Saved data entries:
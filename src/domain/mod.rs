//! Domain layer containing the relay's core types.
//!
//! # Module Organization
//!
//! - `foundation` - Shared primitives (ids, percentage, validation errors)
//! - `preview` - Snapshot envelope and scroll position hint
//! - `relay` - Viewer connection abstraction and the connection registry

pub mod foundation;
pub mod preview;
pub mod relay;
//! Percentage value object (0-100 scale).

use std::fmt;

/// A value between 0 and 100 inclusive.
#[derive(Debug, Clone, Copy, PartialEq, Eq, PartialOrd, Ord, Hash)]
pub struct Percentage(u8);

impl Percentage {
    /// Zero percent.
    pub const ZERO: Self = Self(0);

    /// One hundred percent.
    pub const HUNDRED: Self = Self(100);

    /// Creates a Percentage from any signed value, clamping into `0..=100`.
    pub fn saturating_from(value: i64) -> Self {
        Self(value.clamp(0, 100) as u8)
    }

    /// Returns the value as u8.
    pub fn value(&self) -> u8 {
        self.0
    }
}

impl fmt::Display for Percentage {
    fn fmt(&self, f: &mut fmt::Formatter<'_>) -> fmt::Result {
        write!(f, "{}%", self.0)
    }
}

EXERCISE OBJECTIVE
Set down each entry above again exactly as it reads.

RESPONSE TO THIS TASK
filename src/domain/mod.rs
//! Domain layer containing the relay's core types.
//!
//! # Module Organization
//!
//! - `foundation` - Shared primitives (ids, percentage, validation errors)
//! - `preview` - Snapshot envelope and scroll position hint
//! - `relay` - Viewer connection abstraction and the connection registry

pub mod foundation;
pub mod preview;
pub mod relay;
//! Percentage value object (0-100 scale).

use std::fmt;

/// A value between 0 and 100 inclusive.
#[derive(Debug, Clone, Copy, PartialEq, Eq, PartialOrd, Ord, Hash)]
pub struct Percentage(u8);

impl Percentage {
    /// Zero percent.
    pub const ZERO: Self = Self(0);

    /// One hundred percent.
    pub const HUNDRED: Self = Self(100);

    /// Creates a Percentage from any signed value, clamping into `0..=100`.
    pub fn saturating_from(value: i64) -> Self {
        Self(value.clamp(0, 100) as u8)
    }

    /// Returns the value as u8.
    pub fn value(&self) -> u8 {
        self.0
    }
}

impl fmt::Display for Percentage {
    fn fmt(&self, f: &mut fmt::Formatter<'_>) -> fmt::Result {
        write!(f, "{}%", self.0)
    }
}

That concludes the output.